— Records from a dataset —
******************************

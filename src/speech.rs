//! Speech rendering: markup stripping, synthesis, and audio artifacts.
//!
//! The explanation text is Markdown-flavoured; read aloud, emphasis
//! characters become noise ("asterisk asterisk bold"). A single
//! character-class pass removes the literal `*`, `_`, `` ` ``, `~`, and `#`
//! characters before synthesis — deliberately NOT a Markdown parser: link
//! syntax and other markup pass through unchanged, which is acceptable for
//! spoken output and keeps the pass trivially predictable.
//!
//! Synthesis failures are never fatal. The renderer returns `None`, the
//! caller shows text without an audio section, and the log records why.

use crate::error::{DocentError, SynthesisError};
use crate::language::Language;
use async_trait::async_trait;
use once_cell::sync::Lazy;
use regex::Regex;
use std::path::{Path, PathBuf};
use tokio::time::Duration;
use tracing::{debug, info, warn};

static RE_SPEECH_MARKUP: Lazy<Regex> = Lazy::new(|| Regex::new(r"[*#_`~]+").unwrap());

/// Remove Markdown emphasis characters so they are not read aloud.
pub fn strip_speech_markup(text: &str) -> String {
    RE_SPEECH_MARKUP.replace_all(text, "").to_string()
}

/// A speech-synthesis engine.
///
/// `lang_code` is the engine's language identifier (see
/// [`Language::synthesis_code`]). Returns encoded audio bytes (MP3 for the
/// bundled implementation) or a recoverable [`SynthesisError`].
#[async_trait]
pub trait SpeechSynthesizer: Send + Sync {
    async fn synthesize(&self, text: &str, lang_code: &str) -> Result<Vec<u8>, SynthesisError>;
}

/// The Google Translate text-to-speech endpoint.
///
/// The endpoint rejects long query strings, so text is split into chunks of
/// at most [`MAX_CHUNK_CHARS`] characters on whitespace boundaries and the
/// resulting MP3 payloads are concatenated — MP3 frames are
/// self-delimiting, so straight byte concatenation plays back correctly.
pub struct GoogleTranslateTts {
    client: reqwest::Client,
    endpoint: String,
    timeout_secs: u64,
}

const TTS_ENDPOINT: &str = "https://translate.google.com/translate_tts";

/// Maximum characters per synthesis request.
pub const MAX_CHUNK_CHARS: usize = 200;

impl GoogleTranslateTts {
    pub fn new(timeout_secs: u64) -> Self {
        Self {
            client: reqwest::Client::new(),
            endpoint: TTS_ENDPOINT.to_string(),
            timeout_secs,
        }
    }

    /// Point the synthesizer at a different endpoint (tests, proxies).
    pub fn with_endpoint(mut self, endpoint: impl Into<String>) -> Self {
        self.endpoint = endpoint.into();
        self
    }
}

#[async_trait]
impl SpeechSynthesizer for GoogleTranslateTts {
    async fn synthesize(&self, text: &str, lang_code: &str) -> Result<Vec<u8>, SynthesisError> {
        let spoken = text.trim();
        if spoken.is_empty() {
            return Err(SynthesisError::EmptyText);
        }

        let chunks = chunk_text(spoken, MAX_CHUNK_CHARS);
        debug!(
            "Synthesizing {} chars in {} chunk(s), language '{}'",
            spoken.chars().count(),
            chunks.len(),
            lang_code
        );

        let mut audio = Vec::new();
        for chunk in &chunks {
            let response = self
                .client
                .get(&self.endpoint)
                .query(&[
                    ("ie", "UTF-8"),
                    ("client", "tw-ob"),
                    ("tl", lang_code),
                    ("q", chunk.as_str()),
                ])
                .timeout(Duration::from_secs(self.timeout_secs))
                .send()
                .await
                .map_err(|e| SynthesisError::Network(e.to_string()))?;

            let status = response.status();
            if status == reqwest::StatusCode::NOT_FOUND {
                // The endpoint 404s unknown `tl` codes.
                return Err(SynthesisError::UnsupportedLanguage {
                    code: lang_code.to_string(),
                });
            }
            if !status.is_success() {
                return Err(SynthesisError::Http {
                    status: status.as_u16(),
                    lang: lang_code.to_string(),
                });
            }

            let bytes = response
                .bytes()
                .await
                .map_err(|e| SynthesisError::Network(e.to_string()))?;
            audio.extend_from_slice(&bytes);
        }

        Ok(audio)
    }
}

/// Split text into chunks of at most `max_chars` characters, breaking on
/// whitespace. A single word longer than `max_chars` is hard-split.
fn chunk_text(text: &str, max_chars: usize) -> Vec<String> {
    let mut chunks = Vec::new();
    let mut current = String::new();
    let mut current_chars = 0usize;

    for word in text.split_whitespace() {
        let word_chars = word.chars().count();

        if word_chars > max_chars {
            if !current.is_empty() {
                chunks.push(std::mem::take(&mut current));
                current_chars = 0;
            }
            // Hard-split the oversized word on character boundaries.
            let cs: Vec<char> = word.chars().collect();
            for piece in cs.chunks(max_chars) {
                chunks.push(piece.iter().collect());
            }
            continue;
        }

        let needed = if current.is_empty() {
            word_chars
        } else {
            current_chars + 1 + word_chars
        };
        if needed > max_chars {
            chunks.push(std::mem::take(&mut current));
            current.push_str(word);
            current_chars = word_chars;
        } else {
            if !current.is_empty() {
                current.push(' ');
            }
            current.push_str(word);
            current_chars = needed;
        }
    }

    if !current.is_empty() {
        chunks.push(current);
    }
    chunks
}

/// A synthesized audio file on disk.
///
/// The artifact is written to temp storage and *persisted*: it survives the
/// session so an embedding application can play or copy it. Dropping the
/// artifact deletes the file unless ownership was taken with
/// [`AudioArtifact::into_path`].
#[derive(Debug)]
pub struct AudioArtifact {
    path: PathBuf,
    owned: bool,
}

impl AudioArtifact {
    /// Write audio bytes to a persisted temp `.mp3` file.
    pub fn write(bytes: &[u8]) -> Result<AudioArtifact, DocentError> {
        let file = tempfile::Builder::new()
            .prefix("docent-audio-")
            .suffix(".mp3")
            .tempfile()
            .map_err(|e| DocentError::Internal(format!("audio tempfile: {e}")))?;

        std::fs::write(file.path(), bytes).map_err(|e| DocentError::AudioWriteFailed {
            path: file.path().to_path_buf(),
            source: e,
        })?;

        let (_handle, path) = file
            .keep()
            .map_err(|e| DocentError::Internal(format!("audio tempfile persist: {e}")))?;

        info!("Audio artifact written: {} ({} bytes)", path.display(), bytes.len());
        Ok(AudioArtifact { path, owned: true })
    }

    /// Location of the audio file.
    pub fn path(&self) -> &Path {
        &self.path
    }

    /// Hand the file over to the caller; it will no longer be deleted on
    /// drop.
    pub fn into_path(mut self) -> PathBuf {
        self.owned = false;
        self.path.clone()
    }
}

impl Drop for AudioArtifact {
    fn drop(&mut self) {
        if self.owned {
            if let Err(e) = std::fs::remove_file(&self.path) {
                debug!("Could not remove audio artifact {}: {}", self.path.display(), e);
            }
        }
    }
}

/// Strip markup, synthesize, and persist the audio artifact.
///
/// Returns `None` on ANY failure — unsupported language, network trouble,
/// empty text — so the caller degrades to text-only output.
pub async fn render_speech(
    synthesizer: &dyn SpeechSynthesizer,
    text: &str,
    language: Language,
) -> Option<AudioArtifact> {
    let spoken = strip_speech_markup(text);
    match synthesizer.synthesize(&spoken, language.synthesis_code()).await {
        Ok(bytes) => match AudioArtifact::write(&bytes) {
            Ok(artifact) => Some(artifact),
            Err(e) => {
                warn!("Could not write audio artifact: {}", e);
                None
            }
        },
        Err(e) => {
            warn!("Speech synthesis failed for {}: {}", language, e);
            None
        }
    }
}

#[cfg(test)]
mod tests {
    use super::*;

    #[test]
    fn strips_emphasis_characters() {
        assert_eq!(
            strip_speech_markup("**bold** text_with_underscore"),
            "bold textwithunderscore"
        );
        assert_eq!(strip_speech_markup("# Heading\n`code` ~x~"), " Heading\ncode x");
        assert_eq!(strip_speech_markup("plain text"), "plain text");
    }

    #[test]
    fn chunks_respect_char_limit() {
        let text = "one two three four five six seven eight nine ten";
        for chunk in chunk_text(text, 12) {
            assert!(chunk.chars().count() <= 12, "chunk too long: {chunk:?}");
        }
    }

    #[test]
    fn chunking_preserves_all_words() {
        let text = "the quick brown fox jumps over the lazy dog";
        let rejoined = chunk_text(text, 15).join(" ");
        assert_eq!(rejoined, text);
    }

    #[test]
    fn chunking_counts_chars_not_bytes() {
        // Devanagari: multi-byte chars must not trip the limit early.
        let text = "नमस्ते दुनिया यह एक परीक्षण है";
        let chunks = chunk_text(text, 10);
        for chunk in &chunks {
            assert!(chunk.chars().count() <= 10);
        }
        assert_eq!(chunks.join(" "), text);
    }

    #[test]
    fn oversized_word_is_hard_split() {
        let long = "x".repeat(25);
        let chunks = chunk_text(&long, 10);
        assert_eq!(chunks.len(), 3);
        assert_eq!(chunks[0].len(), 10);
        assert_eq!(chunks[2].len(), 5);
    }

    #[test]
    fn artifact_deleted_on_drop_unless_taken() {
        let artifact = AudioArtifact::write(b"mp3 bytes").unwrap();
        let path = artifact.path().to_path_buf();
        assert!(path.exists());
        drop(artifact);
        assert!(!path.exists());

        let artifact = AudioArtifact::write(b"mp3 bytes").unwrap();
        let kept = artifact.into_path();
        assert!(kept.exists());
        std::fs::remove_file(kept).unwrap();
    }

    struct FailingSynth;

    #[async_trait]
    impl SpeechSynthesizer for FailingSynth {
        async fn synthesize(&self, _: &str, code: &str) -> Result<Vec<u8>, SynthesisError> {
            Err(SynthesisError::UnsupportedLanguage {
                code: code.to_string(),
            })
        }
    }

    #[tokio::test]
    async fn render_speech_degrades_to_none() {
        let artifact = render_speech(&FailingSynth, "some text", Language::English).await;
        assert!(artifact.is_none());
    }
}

******************************

— WHAT YOU WILL DO —
All lines with the word "Markdown" are needed; pull them from the entries and copy each.

— SOLUTION —
//! The explanation text is Markdown-flavoured; read aloud, emphasis
//! characters before synthesis — deliberately NOT a Markdown parser: link
/// Remove Markdown emphasis characters so they are not read aloud.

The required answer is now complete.